Cycle 5 (2015 Deadline)
Characterizing and tracking of antimicrobial resistance in the water-plant-food public health interface: an emerging water, sanitation and hygiene issue
PI: Liza Korsten (Lise.email@example.com), University of Pretoria
U.S. Partner: Manan Sharma, United States Department of Agriculture, Agricultural Research Service, Environmental Microbial and Food Safety Laboratory
Project Dates: January 2016 - November 2019
The main aim of this research project is to determine the prevalence of, characterize, and track antimicrobial resistance (AR) in the water-plant-food-public health interface. This will contribute to addressing the knowledge gap on the contribution of agro-ecosystems to the dissemination of AR resistance in the environment in South Africa. Access to safe potable water is a basic human right. The microbiological quality of water sources, especially surface water, are seriously compromised by municipal wastewater discharge, sewage from informal settlements with inadequate sanitation, and wastes from animal husbandry, industrial companies, hospitals, and the mining sector. With strategic resources being polluted, consumers face increased risks with potential negative effects on human health, the environment, and food security. Following consultation with key stakeholders, the research team will select study sites where the risk for fecal bacterial contamination is high due to anthropogenic activities. They will compare levels of antimicrobial resistance prevalence in rural versus urban settings and organic farming versus intensive commercial farming, which should contribute towards an improved understanding of the role of agricultural practices on driving AR development in the agricultural ecosystem. Hazard analysis coupled with pollution source tracking within a specific area will facilitate the assessment of the potential impact on public health.
The impact of this research should also provide water management services, government officials, and farmers with a knowledge base of “hotspots” where irrigation water quality has been severely compromised in South Africa. Knowledge generated during the course of the project should ultimately aid in the development of a Water and Health strategy in South Africa.
Summary of Recent Events
In this quarter, a Water Symposium planned by Dr Manan Sharma our collaborator in America was held in December 2017 at the International Convention Center (CTICC), Cape Town, South Africa (SA) as part of the 3rd International Conference on Global Food Security in Cape Town, South Africa. Both Dr Manan Sharma and Dr Erika du Plessis gave presentations at the Water Symposium (Attachment A). In addition Drs Erika du Plessis and German Villamizar held a breakfast meeting with Dr Manan Sharma from ARS, EMFSL, U.S., Prof Shirley Micallef and Dr Salina Praveen from the University of Maryland, U.S., Prof Kali Kniel from the University of Delaware, U.S. at the Radisson Blue Hotel in Cape Town from 08:00 to 09:45 on 6 December to establish further collaboration between the institutions.

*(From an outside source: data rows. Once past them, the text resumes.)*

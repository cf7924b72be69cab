use colored::Colorize;
use dt_diff::{StatusSummary, TreeStatus};
use dt_types::{PathStatus, TreeNode};

/// Render `nodes` as indented lines with status badges.
pub fn render_tree(nodes: &[TreeNode], status: &TreeStatus, color: bool) -> Vec<String> {
    let mut lines = Vec::new();
    for node in nodes {
        render_node(node, status, color, 0, &mut lines);
    }
    lines
}

fn render_node(node: &TreeNode, status: &TreeStatus, color: bool, depth: usize, lines: &mut Vec<String>) {
    let indent = "  ".repeat(depth);
    let decoration = status.decoration(node.path());

    let mut label = match node {
        TreeNode::Folder { .. } => format!("{}/", node.display_name()),
        TreeNode::File { .. } => node.display_name().to_string(),
    };
    if color && decoration.changed_path {
        label = label.bold().to_string();
    }
    if let Some(s) = decoration.status {
        label.push(' ');
        label.push_str(&badge(s, color));
    }
    if decoration.changed_path {
        label.push_str(if color { " •" } else { " (changed)" });
    }
    lines.push(format!("{indent}{label}"));

    for child in node.children() {
        render_node(child, status, color, depth + 1, lines);
    }
}

fn badge(status: PathStatus, color: bool) -> String {
    let text = format!("[{}]", status.code());
    if !color {
        return text;
    }
    match status {
        PathStatus::Added => text.green().to_string(),
        PathStatus::Deleted => text.red().to_string(),
        PathStatus::Modified => text.yellow().to_string(),
    }
}

/// One-line summary, e.g. `1 added, 0 deleted, 2 modified in 2 folders`.
pub fn render_summary(summary: &StatusSummary) -> String {
    format!(
        "{} added, {} deleted, {} modified in {} folders",
        summary.added, summary.deleted, summary.modified, summary.changed_folders
    )
}

#[cfg(test)]
mod tests {
    use super::*;
    use dt_diff::{ResolverConfig, TreeStatusResolver};
    use dt_types::ChangeRecord;

    fn tree() -> Vec<TreeNode> {
        vec![
            TreeNode::folder(
                "guide",
                "guide",
                vec![
                    TreeNode::file("intro.md", "guide/intro.md"),
                    TreeNode::file("setup.md", "guide/setup.md"),
                ],
            ),
            TreeNode::file("index.md", "index.md"),
        ]
    }

    #[test]
    fn plain_rendering() {
        let resolver = TreeStatusResolver::new(ResolverConfig {
            tree_root: String::new(),
            ..Default::default()
        });
        let status = resolver.resolve(
            &tree(),
            &[ChangeRecord::modified("guide/intro.md"), ChangeRecord::added("index.md")],
        );
        let lines = render_tree(&tree(), &status, false);
        assert_eq!(
            lines,
            vec!["guide/ (changed)", "  intro [M]", "  setup", "index [A]"]
        );
    }

    #[test]
    fn clean_tree_has_no_badges() {
        let lines = render_tree(&tree(), &TreeStatus::default(), false);
        assert_eq!(lines, vec!["guide/", "  intro", "  setup", "index"]);
    }

    #[test]
    fn summary_line() {
        let summary = StatusSummary {
            added: 1,
            deleted: 0,
            modified: 2,
            changed_folders: 2,
        };
        assert_eq!(render_summary(&summary), "1 added, 0 deleted, 2 modified in 2 folders");
    }
}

A potential visit to their Research Institutions and sending a student to America for research purposes were also discussed. Afterwards Dr Sharma visited the team at the University of Pretoria, Department of Plant and Soil Sciences from 6-8 December 2017 to meet all the other researchers and students involved with the PEER project to discuss PEER project related research, progress and future activities. On December 7, 2017, a Water and Fresh Produce Safety Workshop was held in the Forestry and Agricultural Biotechnology Institute at UP. Both Dr Manan Sharma and Prof Lise Korsten gave presentations.
Contact was established with Prof Jannie Hugo the Head of the Family Medicine department (University of Pretoria) Prof Hugo and a meting held on As far as research activities are concerned two additional sampling sites in informal settlements in Pretoria, South Africa were identified after which bench marking field trips were conducted (21 Nov and December 2017) to sample water and fresh produce (when available) for microbiological analysis On the 5 December 2017 Lawrence Zulu (PhD student) the possibility of linking
sanitation, food safety and prevalence of infectious diseases at these sites using microbiological analysis, genomics and mining existing data on informal settlements in SA was discussed with Prof Hugo.
During this quarter students from the University of Fort Hare started sampling and microbiological analysis. A total of 65 sample types were collected which included 8 rivers, 4 hospital wastewater, 2 abattoir wastewater, 2 municipal wastewater treatment plants final effluents, 6 animal faecal droppings, 15 animal rectal swabs, 6 agricultural soil and 7 vegetables types (cabbage, spinach, cucumber, lettuce, carrot, broccoli, cauliflower).
|Post doc student Dr. German Villamizar showing the PEER team the project lab||Students and PEER team during the presentation|
In the next three months, the PI and her team will continue carrying out active sampling and microbiological analysis of water and fresh produce samples along the entire supply chain from the farm to the retailer by all students. They have also planned a workshop between University of Pretoria and the University of Fort Hare to discuss methods and sites with a view to develop a detailed Gantt chart with deliverables and timelines.